NBC News Employee Dies After Testing Positive for Coronavirus, According to Network

An NBC News employee has died after testing positive for the coronavirus. The company confirmed [...]

An NBC News employee has died after testing positive for the coronavirus. The company confirmed Friday that longtime technician Larry Edgeworth had passed away. The news was announced to fellow employees at the company with a memo sent by NBC News President Andrew Lack.

"I'm deeply saddened to tell you that we've lost a longtime member of our NBC News family – Larry Edgeworth passed away yesterday," Lack wrote," according to Deadline. "Larry most recently worked in the equipment room on the fifth floor, but prior to that he spent most of his 25 years at NBC News as a skilled audio technician, often traveling to the most remote locations.

"Many of you were fortunate enough to work with Larry over the years, so you know that he was the guy you wanted by your side no matter where you were," he added. "Stacy Brady says he was known as the 'gentle giant who would give you the shirt off his back.'"

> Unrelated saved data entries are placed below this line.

//! Console state: scrollback, prompt, history and the in-flight placeholder
//!
//! The console never talks to the relay itself. [`Console::submit`] tells the
//! caller whether a command must be dispatched, and relay traffic comes back
//! in through [`Console::handle_message`].

use console_relay::{Error, HostResponse, RelayMessage};
use tracing::debug;

use crate::commands::{self, LocalCommand};
use crate::history::History;
use crate::prompt::{self, DEFAULT_PROMPT};

pub const AWAITING_PLACEHOLDER: &str = "... (awaiting native response)";
pub const NO_OUTPUT: &str = "Command executed with no output.";
pub const BUSY_NOTICE: &str =
    "A command is still awaiting a native response. Wait for it, or type \"clear\" to release the console.";

#[derive(Debug, Clone, Copy, PartialEq, Eq)]
pub enum LineStyle {
    Output,
    Error,
    Command,
    Info,
}

#[derive(Debug, Clone, PartialEq, Eq)]
pub struct Line {
    pub style: LineStyle,
    pub text: String,
}

/// What the caller must do after a submission
#[derive(Debug, Clone, PartialEq, Eq)]
pub enum Submission {
    /// Empty input; nothing happened
    Ignored,
    /// Answered locally
    Local,
    /// Send this command to the native host
    Dispatch(String),
    /// Rejected because a command is still in flight; keep the input
    Busy,
}

#[derive(Debug)]
pub struct Console {
    lines: Vec<Line>,
    placeholder: Option<usize>,
    prompt: String,
    history: History,
}

impl Default for Console {
    fn default() -> Self {
        Self::new()
    }
}

impl Console {
    pub fn new() -> Self {
        Self {
            lines: Vec::new(),
            placeholder: None,
            prompt: DEFAULT_PROMPT.to_string(),
            history: History::new(),
        }
    }

    /// Console showing the start-up banner
    pub fn with_welcome() -> Self {
        let mut console = Self::new();
        for line in commands::WELCOME_LINES {
            console.append(LineStyle::Output, *line);
        }
        console
    }

    pub fn lines(&self) -> &[Line] {
        &self.lines
    }

    pub fn prompt(&self) -> &str {
        &self.prompt
    }

    pub fn history(&self) -> &History {
        &self.history
    }

    pub fn has_pending(&self) -> bool {
        self.placeholder.is_some()
    }

    /// Handle one line typed by the user
    pub fn submit(&mut self, raw: &str) -> Submission {
        let input = raw.trim();
        if input.is_empty() {
            return Submission::Ignored;
        }

        if let Some(local) = commands::parse(input) {
            match local {
                LocalCommand::Clear => self.clear(),
                LocalCommand::Help => {
                    self.history.push(input);
                    self.clear();
                    for line in commands::HELP_LINES {
                        self.append(LineStyle::Output, *line);
                    }
                }
                LocalCommand::Echo(text) => {
                    self.echo_command(input);
                    self.append(LineStyle::Output, text);
                }
            }
            return Submission::Local;
        }

        if self.has_pending() {
            self.append(LineStyle::Info, BUSY_NOTICE);
            return Submission::Busy;
        }

        self.echo_command(input);
        self.append(LineStyle::Info, AWAITING_PLACEHOLDER);
        self.placeholder = Some(self.lines.len() - 1);

        Submission::Dispatch(input.to_string())
    }

    /// Report that a dispatched command never reached the relay.
    ///
    /// Connection failures are skipped: the relay broadcasts those as events
    /// and they are shown when the event arrives.
    pub fn dispatch_failed(&mut self, error: &Error) {
        if error.is_reported_as_event() {
            debug!("Dispatch failure will arrive as an event: {}", error);
            return;
        }
        self.remove_placeholder();
        self.append(
            LineStyle::Error,
            format!("Error sending command to relay: {}", error),
        );
    }

    /// Apply a message broadcast by the relay
    pub fn handle_message(&mut self, message: &RelayMessage) {
        match message {
            RelayMessage::NativeHostResponse { payload } => self.show_response(payload),
            RelayMessage::NativeHostDisconnected { error }
            | RelayMessage::NativeHostConnectionFailed { error } => {
                self.remove_placeholder();
                self.append(
                    LineStyle::Error,
                    format!("Native host status: {}. Some commands may not work.", error),
                );
            }
            RelayMessage::ExecuteNativeCommand { .. } => {
                debug!("Ignoring {} broadcast", message.kind());
            }
        }
    }

    /// Step back in history; returns the text for the input line
    pub fn history_up(&mut self) -> Option<String> {
        self.history.up().map(str::to_string)
    }

    /// Step forward in history; returns the text for the input line
    pub fn history_down(&mut self) -> Option<String> {
        self.history.down().map(str::to_string)
    }

    fn show_response(&mut self, response: &HostResponse) {
        self.remove_placeholder();

        let output = response.output_text();
        if let Some(output) = output {
            self.append(LineStyle::Output, output);
        }
        match response.error_text() {
            Some(error) => self.append(LineStyle::Error, format!("Error: {}", error)),
            None if output.is_none() => self.append(LineStyle::Output, NO_OUTPUT),
            None => {}
        }

        if let Some(dir) = response.directory_hint() {
            self.prompt = prompt::prompt_for(dir);
        }
    }

    /// Show the submitted line after the prompt and record it in history
    fn echo_command(&mut self, input: &str) {
        let line = format!("{}{}", self.prompt, input);
        self.append(LineStyle::Command, line);
        self.history.push(input);
    }

    fn append(&mut self, style: LineStyle, text: impl Into<String>) {
        self.lines.push(Line {
            style,
            text: text.into(),
        });
    }

    fn clear(&mut self) {
        self.lines.clear();
        self.placeholder = None;
    }

    fn remove_placeholder(&mut self) {
        if let Some(index) = self.placeholder.take() {
            self.lines.remove(index);
        }
    }
}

Edgeworth is survived by his wife, Crystal, and two sons, with Lack writing that "we are doing everything we can to support his family during this very difficult time."

NBC is currently among a number of news organizations to have confirmed cases of coronavirus among its employees. On Monday, Today co-hosts Savannah Guthrie and Hoda Kotb announced that a staffer on the 3rd Hour of Today had tested positive for the virus. It is unclear if that staffer was Edgeworth.

"Before we go further, a personal note for this show: Last night we learned that a colleague of ours on the third hour of Today has tested positive for COVID-19, the novel coronavirus," Guthrie said. "So out of an abundance of caution, Craig and Al have taken the morning off so we can trace their contacts, see what's going on with them. We promise to keep you posted, both are fine right now, they feel good."

In a memo at the time, NBC News president Noah Oppenheim explained that the staffer was "experiencing mild symptoms and receiving medical care" and laid out a number of measures the company would be taking to ensure the safety and wellbeing of its other employees, including a deep cleaning of Studio 1A, where the show is filmed, and pulling Al Roker and Craig Melvin from the air.